At Sacandaga lake, the murky water a screen / that shields the town. The mucky bottom coats my toes / as I anchor the dock on the shore, pushing poles / through the film of sunscreen on the surface.

Poetry by Joe Volpe


At Sacandaga lake, the murky water a screen
that shields the town. The mucky bottom coats my toes
as I anchor the dock on the shore, pushing poles
through the film of sunscreen on the surface.
A fish appears to me and I surrender my dry hair
to the open cavern of water, where rocks dawdle
with rinds of rotten fruit. The water
swallows even me. Coated in a film and warm
I surface to the lemon yellow sunlight,
cast between clouds in sweet foam, too sweet for lips
and tongue of mine, enduring. My grandfather balloons
in his life vest, warm in a cave of foam and rubber
barking directions to me and my father
over that warped and muggy surface.
 
As we approach noon, we sit at a greasy picnic table
and swallow the words we think, creasing the afternoon
that swells beneath the sky. As calm as light
the sand shifts slowly as the earth does
around our sharp silence.  Back at the house so casually
bake its shingled sides, placed quickly but lovingly years ago
by my grandfather from what was once a dilapidated barn and cabin;
so casually built I think the sands of time will hold them in state forever.
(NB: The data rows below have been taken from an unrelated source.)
// Library root
// -----------
// This crate exposes a small library surface for the CLI. The binary
// (`main.rs`) wires these modules into the interactive prompt.
//
// Module responsibilities:
// - `config`: Endpoint URLs, request timeout and pacing delay, read from
//   the environment with defaults.
// - `models`: User, post and user-id shapes received from (or sent to)
//   the remote API.
// - `api`: Blocking HTTP GET wrapper plus the two fetch functions.
// - `interrupt`: Ctrl-C flag polled by the loop between steps.
// - `report`: Orchestrates both fetches for one id and prints the summary.
// - `ui`: The read-eval-print loop and its input sources.
pub mod api;
pub mod config;
pub mod interrupt;
pub mod models;
pub mod report;
pub mod ui;
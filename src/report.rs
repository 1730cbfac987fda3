// Validation flow for one user id: fetch the user, fetch their posts,
// print a summary. Rendering is a pure function over the fetched data so
// the exact console text can be tested without a network.

use crate::api::ApiClient;
use crate::interrupt::Interrupt;
use crate::models::{Post, User, UserId};
use std::io::{self, Write};

/// How many post titles the summary lists.
pub const MAX_TITLES: usize = 3;

/// Fetch user and posts for `id` and write the report to `out`.
///
/// Posts are requested even when the user lookup failed; both requests
/// always go out, and the posts are simply dropped in that case. A Ctrl-C
/// during the user request abandons the lookup before the posts request.
pub fn validate<W: Write>(
    api: &ApiClient,
    id: &UserId,
    interrupt: &Interrupt,
    out: &mut W,
) -> io::Result<()> {
    let user = api.fetch_user(id, out)?;
    if interrupt.is_triggered() {
        return Ok(());
    }
    let posts = api.fetch_posts(id, out)?;
    if interrupt.is_triggered() {
        return Ok(());
    }
    for line in render(user.as_ref(), &posts) {
        writeln!(out, "{}", line)?;
    }
    Ok(())
}

/// Report lines for an (optional) user and their posts. An empty user
/// object is reported like a missing one.
pub fn render(user: Option<&User>, posts: &[Post]) -> Vec<String> {
    let Some(user) = user.filter(|u| !u.is_empty()) else {
        return vec!["\n❌ Integration cancelled: user does not exist.".to_string()];
    };

    let mut lines = vec![
        format!("\n👤 User:  {}", user.display_name()),
        format!("📧 Email: {}", user.display_email()),
        format!("🌍 City:  {}", user.display_city()),
    ];

    if posts.is_empty() {
        lines.push("\n⚠ This user has no posts.".to_string());
        return lines;
    }

    lines.push(format!("\n📌 This user has {} post(s). Examples:", posts.len()));
    lines.extend(
        posts
            .iter()
            .take(MAX_TITLES)
            .map(|post| format!("   - {}", post.display_title())),
    );
    lines.push("\n✔ Integration completed successfully!".to_string());
    lines
}
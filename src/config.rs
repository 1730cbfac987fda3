// Runtime settings: where the two endpoints live, how long a request may
// take and how long to pause before each fetch. Every value has a default
// that matches the public jsonplaceholder API, so running without any
// environment variables behaves exactly like the hardcoded tool.

use std::time::Duration;
use thiserror::Error;

pub const DEFAULT_USERS_URL: &str = "https://jsonplaceholder.typicode.com/users";
pub const DEFAULT_POSTS_URL: &str = "https://jsonplaceholder.typicode.com/posts";
pub const DEFAULT_TIMEOUT: Duration = Duration::from_secs(10);
pub const DEFAULT_PACING: Duration = Duration::from_millis(600);

pub const ENV_USERS_URL: &str = "API_VALIDATOR_USERS_URL";
pub const ENV_POSTS_URL: &str = "API_VALIDATOR_POSTS_URL";
pub const ENV_TIMEOUT_SECS: &str = "API_VALIDATOR_TIMEOUT_SECS";
pub const ENV_DELAY_MS: &str = "API_VALIDATOR_DELAY_MS";

#[derive(Debug, Error, PartialEq, Eq)]
pub enum ConfigError {
    #[error("{var} must be a non-negative integer, got {value:?}")]
    InvalidNumber { var: &'static str, value: String },
}

/// Settings shared by every request the client makes.
#[derive(Clone, Debug, PartialEq, Eq)]
pub struct Settings {
    pub users_url: String,
    pub posts_url: String,
    pub timeout: Duration,
    /// Cosmetic pause before each fetch. `Duration::ZERO` disables it.
    pub pacing: Duration,
}

impl Default for Settings {
    fn default() -> Self {
        Settings {
            users_url: DEFAULT_USERS_URL.into(),
            posts_url: DEFAULT_POSTS_URL.into(),
            timeout: DEFAULT_TIMEOUT,
            pacing: DEFAULT_PACING,
        }
    }
}

impl Settings {
    /// Read settings from the process environment.
    pub fn from_env() -> Result<Self, ConfigError> {
        Self::from_lookup(|name| std::env::var(name).ok())
    }

    /// Build settings from an arbitrary variable lookup. Unset variables
    /// keep their default; set-but-invalid numbers are an error.
    pub fn from_lookup<F>(lookup: F) -> Result<Self, ConfigError>
    where
        F: Fn(&str) -> Option<String>,
    {
        let mut settings = Settings::default();
        if let Some(url) = lookup(ENV_USERS_URL) {
            settings.users_url = trim_base(&url);
        }
        if let Some(url) = lookup(ENV_POSTS_URL) {
            settings.posts_url = trim_base(&url);
        }
        if let Some(raw) = lookup(ENV_TIMEOUT_SECS) {
            settings.timeout = Duration::from_secs(parse_number(ENV_TIMEOUT_SECS, &raw)?);
        }
        if let Some(raw) = lookup(ENV_DELAY_MS) {
            settings.pacing = Duration::from_millis(parse_number(ENV_DELAY_MS, &raw)?);
        }
        Ok(settings)
    }

    /// Point both endpoints at `/users` and `/posts` under one base URL.
    /// Handy for a local mirror of the API.
    pub fn with_base_url(mut self, base: &str) -> Self {
        let base = trim_base(base);
        self.users_url = format!("{}/users", base);
        self.posts_url = format!("{}/posts", base);
        self
    }

    pub fn with_pacing(mut self, pacing: Duration) -> Self {
        self.pacing = pacing;
        self
    }

    pub fn with_timeout(mut self, timeout: Duration) -> Self {
        self.timeout = timeout;
        self
    }
}

// `{users_url}/{id}` must not end up with a double slash.
fn trim_base(url: &str) -> String {
    url.trim().trim_end_matches('/').to_string()
}

fn parse_number(var: &'static str, raw: &str) -> Result<u64, ConfigError> {
    raw.trim().parse().map_err(|_| ConfigError::InvalidNumber {
        var,
        value: raw.to_string(),
    })
}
Joe Volpe is a middle school English teacher in the Greater Boston area. Originally from Upstate New York, he attended the College of the Holy Cross in Worcester, Massachusetts where he studied English with a concentration in Creative Writing and Poetry. His work has been selected for publication in Meat for Tea: The Valley Review, Iris Poetry Journal, and Pinky Thinker Press by Mignolo Arts, among others. He is currently working on completing his first book of poetry.